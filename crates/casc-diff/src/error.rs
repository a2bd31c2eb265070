//! Error types for the diff crate.

/// Errors that can occur during comparison.
#[derive(Debug, thiserror::Error)]
pub enum DiffError {
    /// The comparator was handed a non-mapping root. Comparison is defined
    /// over mapping trees; incompatible root shapes are a hard error rather
    /// than an empty result.
    #[error("comparison roots must be mappings, got {old} and {new}")]
    RootNotMapping {
        old: &'static str,
        new: &'static str,
    },
}

/// Convenience alias for diff results.
pub type DiffResult<T> = Result<T, DiffError>;
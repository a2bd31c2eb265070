use std::fmt;

use serde::de::Error as _;
use serde::{Deserialize, Deserializer, Serialize, Serializer};

/// A mapping key: either a name or a non-negative position index.
///
/// Named keys address fields ("methods", "doc"); index keys address
/// positional slots such as overload numbers. Index keys sort before all
/// named keys, and numerically among themselves.
#[derive(Clone, Debug, PartialEq, Eq, Hash, PartialOrd, Ord)]
pub enum Key {
    /// Positional key (e.g. an overload index).
    Index(u64),
    /// Named key.
    Name(String),
}

impl Key {
    /// Parse a key from a single path segment.
    ///
    /// A segment consisting entirely of ASCII digits becomes an `Index`;
    /// anything else becomes a `Name`. Names that happen to look numeric
    /// cannot be expressed through this parser.
    pub fn parse(segment: &str) -> Self {
        if !segment.is_empty() && segment.bytes().all(|b| b.is_ascii_digit()) {
            if let Ok(index) = segment.parse::<u64>() {
                return Self::Index(index);
            }
        }
        Self::Name(segment.to_string())
    }

    /// The key's name, if it is a named key.
    pub fn as_name(&self) -> Option<&str> {
        match self {
            Self::Name(name) => Some(name),
            Self::Index(_) => None,
        }
    }

    /// The key's index, if it is a positional key.
    pub fn as_index(&self) -> Option<u64> {
        match self {
            Self::Index(index) => Some(*index),
            Self::Name(_) => None,
        }
    }
}

impl fmt::Display for Key {
    fn fmt(&self, f: &mut fmt::Formatter<'_>) -> fmt::Result {
        match self {
            Self::Index(index) => write!(f, "{index}"),
            Self::Name(name) => write!(f, "{name}"),
        }
    }
}

impl From<&str> for Key {
    fn from(name: &str) -> Self {
        Self::Name(name.to_string())
    }
}

impl From<String> for Key {
    fn from(name: String) -> Self {
        Self::Name(name)
    }
}

impl From<u64> for Key {
    fn from(index: u64) -> Self {
        Self::Index(index)
    }
}

impl From<usize> for Key {
    fn from(index: usize) -> Self {
        Self::Index(index as u64)
    }
}

// Keys serialize as plain strings so mappings keyed by `Key` remain valid
// JSON objects. Digit-only strings deserialize back to `Index`.
impl Serialize for Key {
    fn serialize<S: Serializer>(&self, serializer: S) -> Result<S::Ok, S::Error> {
        match self {
            Self::Index(index) => serializer.collect_str(index),
            Self::Name(name) => serializer.serialize_str(name),
        }
    }
}

impl<'de> Deserialize<'de> for Key {
    fn deserialize<D: Deserializer<'de>>(deserializer: D) -> Result<Self, D::Error> {
        let raw = String::deserialize(deserializer)?;
        if raw.is_empty() {
            return Err(D::Error::custom("key must be non-empty"));
        }
        Ok(Self::parse(&raw))
    }
}
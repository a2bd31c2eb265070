//! Pre-order predicate-driven tree rewriting.
//!
//! At every node, root first, the predicate is evaluated. A match hands the
//! node to the transform and recursion stops there; otherwise mapping nodes
//! are rebuilt from their recursively patched children and everything else
//! passes through untouched. A single pass visits each node exactly once —
//! cascading cleanup of structures that become empty mid-pass is the
//! pruner's job, not this one's.

use casc_types::{Map, Value};

/// What a transform did with a matched node.
///
/// `Delete` removes the node's key from its parent entirely. It is a
/// distinct signal rather than an overloaded null so that "the new value
/// is genuinely none" and "remove this entry" stay distinguishable.
#[derive(Clone, Debug, PartialEq)]
pub enum Outcome {
    /// Replace the node with this value.
    Keep(Value),
    /// Remove the node from its parent.
    Delete,
}

/// The result of one patch pass.
#[derive(Clone, Debug, PartialEq)]
pub struct Patched {
    /// The rewritten tree, or `None` if the root itself was deleted.
    pub value: Option<Value>,
    /// Whether any node, at any depth including the root, was replaced
    /// or deleted.
    pub changed: bool,
}

/// Rewrite `value` pre-order with `predicate` and `transform`.
///
/// Predicates supplied by filter rules are expected to be total over "is
/// this node of the shape I care about": they return `false` on unexpected
/// shapes rather than failing.
pub fn deep_patch(
    value: Value,
    predicate: &impl Fn(&Value) -> bool,
    transform: &impl Fn(Value) -> Outcome,
) -> Patched {
    if predicate(&value) {
        return match transform(value) {
            Outcome::Keep(replacement) => Patched {
                value: Some(replacement),
                changed: true,
            },
            Outcome::Delete => Patched {
                value: None,
                changed: true,
            },
        };
    }

    match value {
        Value::Map(map) => {
            let mut changed = false;
            let mut rebuilt = Map::new();
            for (key, child) in map {
                let result = deep_patch(child, predicate, transform);
                changed |= result.changed;
                if let Some(patched_child) = result.value {
                    rebuilt.insert(key, patched_child);
                }
            }
            Patched {
                value: Some(Value::Map(rebuilt)),
                changed,
            }
        }
        other => Patched {
            value: Some(other),
            changed: false,
        },
    }
}

/// [`deep_patch`] over a mapping root, returning the rebuilt mapping and
/// the change flag. A root-level match that keeps a non-mapping value (or
/// deletes the root) collapses to an empty mapping.
pub fn deep_patch_map(
    map: Map,
    predicate: &impl Fn(&Value) -> bool,
    transform: &impl Fn(Value) -> Outcome,
) -> (Map, bool) {
    match deep_patch(Value::Map(map), predicate, transform) {
        Patched {
            value: Some(Value::Map(rebuilt)),
            changed,
        } => (rebuilt, changed),
        Patched { changed, .. } => (Map::new(), changed),
    }
}
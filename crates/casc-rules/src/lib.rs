//! Filter-rule pipeline for casc diff trees.
//!
//! A diffs tree fresh out of the comparator reports every difference; most
//! of them are acceptable. This crate runs an explicit, ordered list of
//! filter rules over the tree — each rule deletes the diffs it judges
//! acceptable, and the tree is pruned to a fixed point after every rule so
//! emptied structure cascades away before the next rule looks.
//!
//! # Key Types
//!
//! - [`FilterRule`] -- One filter pass, object-safe
//! - [`FilterPipeline`] / [`RunReport`] -- Ordered application with per-rule counts
//! - [`builtin`] -- Generic rules: drop added/removed at a pattern, drop
//!   accepted changes, cosmetic string churn, explicit ignore lists
//! - [`RulesConfig`] -- TOML-loadable pipeline description

pub mod builtin;
pub mod config;
pub mod error;
pub mod pipeline;
pub mod rule;
pub mod text;

pub use config::RulesConfig;
pub use error::{ConfigError, ConfigResult};
pub use pipeline::{FilterPipeline, PassResult, RunReport};
pub use rule::FilterRule;
use casc_patch::prune_map;
use casc_types::Map;

use crate::rule::FilterRule;

/// An ordered sequence of filter rules applied to a diffs tree.
///
/// Rules run strictly in order — later rules may assume earlier rules'
/// deletions already happened. The tree is pruned to a fixed point after
/// every rule, so a rule never sees empty structure left behind by its
/// predecessors.
#[derive(Default)]
pub struct FilterPipeline {
    rules: Vec<Box<dyn FilterRule>>,
}

impl FilterPipeline {
    /// Create an empty pipeline.
    pub fn new() -> Self {
        Self::default()
    }

    /// Append a rule to the end of the pipeline.
    pub fn add_rule(&mut self, rule: Box<dyn FilterRule>) {
        self.rules.push(rule);
    }

    /// Builder-style [`Self::add_rule`].
    pub fn with_rule(mut self, rule: Box<dyn FilterRule>) -> Self {
        self.add_rule(rule);
        self
    }

    /// Number of rules in the pipeline.
    pub fn rule_count(&self) -> usize {
        self.rules.len()
    }

    /// Run every rule against `diffs` in order, pruning after each.
    ///
    /// The output tree is always fully pruned, even for an empty pipeline.
    pub fn run(&self, diffs: &mut Map) -> RunReport {
        *diffs = prune_map(std::mem::take(diffs));

        let mut passes = Vec::with_capacity(self.rules.len());
        for rule in &self.rules {
            let removed = rule.apply(diffs);
            *diffs = prune_map(std::mem::take(diffs));
            tracing::debug!(
                rule = rule.name(),
                removed,
                remaining = diffs.len(),
                "filter pass complete"
            );
            passes.push(PassResult {
                rule_name: rule.name().to_string(),
                removed,
            });
        }

        RunReport { passes }
    }
}

/// Recorded result from one completed filter pass.
#[derive(Clone, Debug, PartialEq, Eq)]
pub struct PassResult {
    /// Name of the rule that produced this result.
    pub rule_name: String,
    /// Number of diff entries the rule removed or rewrote.
    pub removed: usize,
}

/// The outcome of running a diffs tree through the full pipeline.
#[derive(Clone, Debug, Default, PartialEq, Eq)]
pub struct RunReport {
    /// Per-rule results in application order.
    pub passes: Vec<PassResult>,
}

impl RunReport {
    /// Total number of diff entries removed across all passes.
    pub fn total_removed(&self) -> usize {
        self.passes.iter().map(|pass| pass.removed).sum()
    }
}

#[cfg(test)]
mod tests {
    use super::*;
    use casc_types::{Key, Value};

    struct DropKey(&'static str);

    impl FilterRule for DropKey {
        fn name(&self) -> &str {
            self.0
        }

        fn apply(&self, diffs: &mut Map) -> usize {
            match diffs.remove(&Key::from(self.0)) {
                Some(_) => 1,
                None => 0,
            }
        }
    }

    fn tree(json: serde_json::Value) -> Map {
        match Value::from(json) {
            Value::Map(map) => map,
            other => panic!("expected mapping, got {other:?}"),
        }
    }

    #[test]
    fn rules_run_in_order_with_per_pass_counts() {
        let pipeline = FilterPipeline::new()
            .with_rule(Box::new(DropKey("a")))
            .with_rule(Box::new(DropKey("missing")))
            .with_rule(Box::new(DropKey("b")));

        let mut diffs = tree(serde_json::json!({"a": 1, "b": 2, "c": 3}));
        let report = pipeline.run(&mut diffs);

        assert_eq!(report.passes.len(), 3);
        assert_eq!(report.passes[0], PassResult { rule_name: "a".into(), removed: 1 });
        assert_eq!(report.passes[1], PassResult { rule_name: "missing".into(), removed: 0 });
        assert_eq!(report.total_removed(), 2);
        assert_eq!(diffs, tree(serde_json::json!({"c": 3})));
    }

    #[test]
    fn output_is_pruned_after_every_rule() {
        // Dropping "x" leaves its parent "a" empty; the prune between
        // passes must cascade it away before the next rule runs.
        struct DropNested;
        impl FilterRule for DropNested {
            fn name(&self) -> &str {
                "drop-nested"
            }
            fn apply(&self, diffs: &mut Map) -> usize {
                let inner = diffs
                    .get_mut(&Key::from("a"))
                    .and_then(Value::as_map_mut);
                match inner {
                    Some(map) => usize::from(map.remove(&Key::from("x")).is_some()),
                    None => 0,
                }
            }
        }

        let pipeline = FilterPipeline::new().with_rule(Box::new(DropNested));
        let mut diffs = tree(serde_json::json!({"a": {"x": 1}, "b": 2}));
        let report = pipeline.run(&mut diffs);

        assert_eq!(report.total_removed(), 1);
        assert_eq!(diffs, tree(serde_json::json!({"b": 2})));
    }

    #[test]
    fn empty_pipeline_still_prunes() {
        let pipeline = FilterPipeline::new();
        let mut diffs = tree(serde_json::json!({"a": {}, "b": 1}));
        let report = pipeline.run(&mut diffs);
        assert!(report.passes.is_empty());
        assert_eq!(diffs, tree(serde_json::json!({"b": 1})));
    }
}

* Task to complete *
Copy each line of the data that includes the word "next".

* Response area *
//! emptied structure cascades away before the next rule looks.
        // passes must cascade it away before the next rule runs.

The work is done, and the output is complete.